Language delays also can result from a poor linguistic environment. Children who have suffered child abuse or severe deprivation typically have delayed language and speech. Under less extreme conditions, the size of children’s vocabulary and the maturity of their grammatic skills are associated with the quality and quantity of parental input. The slow language development of children from low socioeconomic groups has been attributed to the relatively impoverished linguistic environment of children raised in poverty. Programs that encourage reading to infants and toddlers may improve language skills in children by increasing the amount and diversity of language in their environment.
Language and speech disorders are prevalent in the school-age population, and early delays are even more prevalent in toddlers and preschoolers. The pediatric clinician plays a central role in the detection, evaluation, and management of children who have these delays and disorders. Initial and ongoing assessment of language and speech use specific screening tests or a comprehensive history. Parent report inventories can be used to validate parental concerns. Children who have genetic, chromosomal, or neurologic disorders require evaluation and treatment appropriate to the underlying condition. For children who have no obvious underlying disorder, prediction of who will progress rapidly from those who will develop disorders is inaccurate. At a minimum, the evaluation of children who have significant delays in language or speech should include a full audiologic assessment, a comprehensive interdisciplinary developmental assessment for children who have additional cognitive or social problems, or a speech-language evaluation for children who have no other issues. The management of language and speech disorders should follow the principles of chronic care management. Children who have language and speech disorders are at risk for the development of academic and psychiatric disorders and, therefore, require regular long-term follow-up.
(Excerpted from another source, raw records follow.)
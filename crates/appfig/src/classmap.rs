//! Composer classmap lookup - resolves class names to files and back.

use std::collections::HashMap;
use std::path::{Path, PathBuf};

use regex::Regex;

use crate::Result;

/// Read-only map from fully-qualified class name to the file defining it,
/// loaded from Composer's generated `vendor/composer/autoload_classmap.php`.
pub struct ClassMap {
    entries: HashMap<String, PathBuf>,
}

impl ClassMap {
    /// Parse a generated classmap file.
    ///
    /// The file is scanned line by line for entries of the shape
    /// `'Fully\\Qualified\\Name' => $baseDir . '/path/File.php',`; the
    /// `$vendorDir`/`$baseDir` placeholders resolve relative to the
    /// classmap's own location, mirroring how Composer writes them.
    pub fn load(path: &Path) -> Result<ClassMap> {
        let content = std::fs::read_to_string(path)?;

        // vendor/composer/autoload_classmap.php: $vendorDir = dirname(__DIR__)
        let composer_dir = path.parent().unwrap_or_else(|| Path::new(""));
        let vendor_dir = composer_dir.parent().unwrap_or(composer_dir).to_path_buf();
        let base_dir = vendor_dir.parent().unwrap_or(&vendor_dir).to_path_buf();

        let entry = Regex::new(
            r"'((?:[A-Za-z0-9_]+\\\\)*[A-Za-z0-9_]+)'\s*=>\s*\$(vendorDir|baseDir)\s*\.\s*'([^']+)'",
        )
        .unwrap();

        let mut entries = HashMap::new();
        for line in content.lines() {
            if let Some(caps) = entry.captures(line) {
                let class = caps[1].replace("\\\\", "\\");
                let root = if &caps[2] == "vendorDir" { &vendor_dir } else { &base_dir };
                let rel = caps[3].trim_start_matches('/');
                entries.insert(class, root.join(rel));
            }
        }

        log::debug!("Loaded {} classmap entries from {}", entries.len(), path.display());
        Ok(ClassMap { entries })
    }

    /// Build a classmap directly from entries.
    pub fn from_entries<I, S, P>(entries: I) -> ClassMap
    where
        I: IntoIterator<Item = (S, P)>,
        S: Into<String>,
        P: Into<PathBuf>,
    {
        ClassMap {
            entries: entries.into_iter().map(|(c, p)| (c.into(), p.into())).collect(),
        }
    }

    pub fn len(&self) -> usize {
        self.entries.len()
    }

    pub fn is_empty(&self) -> bool {
        self.entries.is_empty()
    }

    /// File defining `class`, if known.
    pub fn path_of(&self, class: &str) -> Option<&Path> {
        self.entries.get(class.trim_start_matches('\\')).map(PathBuf::as_path)
    }

    /// Reverse lookup: the class defined by `path`.
    pub fn class_for_path(&self, path: &Path) -> Option<&str> {
        self.entries
            .iter()
            .find(|(_, mapped)| mapped.as_path() == path)
            .map(|(class, _)| class.as_str())
    }
}

/// Extract the first class-like declaration from PHP source, namespace
/// included. Fallback for packages whose classmap has not been dumped yet.
pub fn class_from_source(content: &str) -> Option<String> {
    let namespace_re = Regex::new(r"(?m)^\s*namespace\s+([A-Za-z_][A-Za-z0-9_\\]*)\s*[;{]").unwrap();
    let class_re = Regex::new(
        r"(?m)^\s*(?:abstract\s+|final\s+)?(?:class|interface|trait|enum)\s+([A-Za-z_][A-Za-z0-9_]*)",
    )
    .unwrap();

    let name = class_re.captures(content)?.get(1)?.as_str();
    match namespace_re.captures(content).and_then(|c| c.get(1)) {
        Some(ns) => Some(format!("{}\\{}", ns.as_str(), name)),
        None => Some(name.to_string()),
    }
}

#[cfg(test)]
mod tests {
    use super::*;
    use std::fs;
    use tempfile::TempDir;

    const CLASSMAP: &str = r#"<?php

// autoload_classmap.php @generated by Composer

$vendorDir = dirname(__DIR__);
$baseDir = dirname($vendorDir);

return array(
    'App\\Providers\\AppServiceProvider' => $baseDir . '/app/Providers/AppServiceProvider.php',
    'Vendor\\Pkg\\ServiceProvider' => $vendorDir . '/vendor/pkg/src/ServiceProvider.php',
);
"#;

    fn write_classmap(dir: &TempDir) -> PathBuf {
        let composer_dir = dir.path().join("vendor/composer");
        fs::create_dir_all(&composer_dir).unwrap();
        let path = composer_dir.join("autoload_classmap.php");
        fs::write(&path, CLASSMAP).unwrap();
        path
    }

    #[test]
    fn test_load_resolves_base_and_vendor_dirs() {
        let dir = TempDir::new().unwrap();
        let map = ClassMap::load(&write_classmap(&dir)).unwrap();

        assert_eq!(map.len(), 2);
        assert_eq!(
            map.path_of("App\\Providers\\AppServiceProvider").unwrap(),
            dir.path().join("app/Providers/AppServiceProvider.php")
        );
        assert_eq!(
            map.path_of("Vendor\\Pkg\\ServiceProvider").unwrap(),
            dir.path().join("vendor/vendor/pkg/src/ServiceProvider.php")
        );
    }

    #[test]
    fn test_class_for_path() {
        let dir = TempDir::new().unwrap();
        let map = ClassMap::load(&write_classmap(&dir)).unwrap();

        let provider = dir.path().join("vendor/vendor/pkg/src/ServiceProvider.php");
        assert_eq!(map.class_for_path(&provider), Some("Vendor\\Pkg\\ServiceProvider"));
        assert_eq!(map.class_for_path(Path::new("/elsewhere/Other.php")), None);
    }

    #[test]
    fn test_path_of_ignores_leading_backslash() {
        let map = ClassMap::from_entries([("Foo\\Bar", "/src/Bar.php")]);
        assert!(map.path_of("\\Foo\\Bar").is_some());
    }

    #[test]
    fn test_class_from_source_namespaced() {
        let source = "<?php\nnamespace Vendor\\Pkg;\n\nclass ServiceProvider\n{\n}\n";
        assert_eq!(class_from_source(source), Some("Vendor\\Pkg\\ServiceProvider".to_string()));
    }

    #[test]
    fn test_class_from_source_global() {
        let source = "<?php\nfinal class Lonely {}\n";
        assert_eq!(class_from_source(source), Some("Lonely".to_string()));
    }

    #[test]
    fn test_class_from_source_none() {
        assert_eq!(class_from_source("<?php\nreturn [];\n"), None);
    }
}
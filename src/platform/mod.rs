//! Native notification capability of the host.
//!
//! A [`NotificationPlatform`] answers permission questions, shows native
//! notifications directly and, when it supports them, registers delivery
//! workers that show and enumerate notifications on the page's behalf.

use std::fmt;
use std::sync::Arc;

use async_trait::async_trait;
use serde::Serialize;

use crate::error::PlatformError;
use crate::types::Permission;

#[cfg(all(feature = "desktop", target_os = "linux"))]
pub mod desktop;
pub mod memory;

/// Options handed to the platform with every native notification.
#[derive(Clone, Debug, Default, Eq, PartialEq, Serialize)]
#[serde(rename_all = "camelCase")]
pub struct NativeOptions {
    pub body: String,
    #[serde(skip_serializing_if = "Option::is_none")]
    pub icon: Option<String>,
    /// Keep the notification on screen until the user dismisses it.
    #[serde(skip_serializing_if = "std::ops::Not::not")]
    pub require_interaction: bool,
}

/// A live native notification. Closing an already-closed handle is a no-op.
pub trait NativeHandle: Send + Sync + fmt::Debug {
    fn close(&self);
}

pub type SharedHandle = Arc<dyn NativeHandle>;

#[async_trait]
pub trait NotificationPlatform: Send + Sync {
    /// Whether native notifications exist at all on this platform.
    fn is_supported(&self) -> bool;

    /// Current permission, queried fresh on every call.
    fn permission(&self) -> Permission;

    fn can_request_permission(&self) -> bool;

    async fn request_permission(&self) -> Permission;

    fn show(&self, title: &str, options: &NativeOptions)
    -> Result<SharedHandle, PlatformError>;

    fn supports_workers(&self) -> bool {
        false
    }

    async fn register_worker(
        &self,
        path: &str,
    ) -> Result<Arc<dyn WorkerRegistration>, PlatformError> {
        let _ = path;
        Err(PlatformError::Unsupported("delivery workers"))
    }
}

/// An active background delivery worker.
#[async_trait]
pub trait WorkerRegistration: Send + Sync {
    fn scope(&self) -> &str;

    async fn show_notification(
        &self,
        title: &str,
        options: &NativeOptions,
    ) -> Result<(), PlatformError>;

    /// Notifications currently shown through this worker, oldest first.
    async fn notifications(&self) -> Result<Vec<SharedHandle>, PlatformError>;
}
Zaheer is a 2½-year-old boy and came for a routine health supervision visit. On a general developmental screening questionnaire, his mother reports that he is not yet talking. She has not been too concerned because the child’s father was a late talker. Although the boy has had several episodes of otitis media, she feels strongly that there is no question of hearing loss because he seems to understand what is said to him. Other domains of development are reported as age-appropriate. His physical examination results are normal, and he appears to be a socially engaging toddler. However, we have concerns about his apparent low frustration tolerance and tendency to throw tantrums.
This 2½-year-old boy clearly has delayed expressive language development that requires further evaluation. It is important to explain to his mother that his failure to talk cannot be assumed to be due to the history of familial late talking or otitis media. Although his mother is confident that her son’s hearing is normal, his delayed language suggests the need for formal audiologic evaluation. A speech-language evaluation should be conducted either through his local early intervention program or by an independent speech-language pathologist. The early intervention program will also conduct a full developmental evaluation to rule out other problems and to design an individualized family service plan. The clinician can help the family understand the problem, make appropriate referrals, advocate for services, and guide the caregivers in supporting language development in the home environment.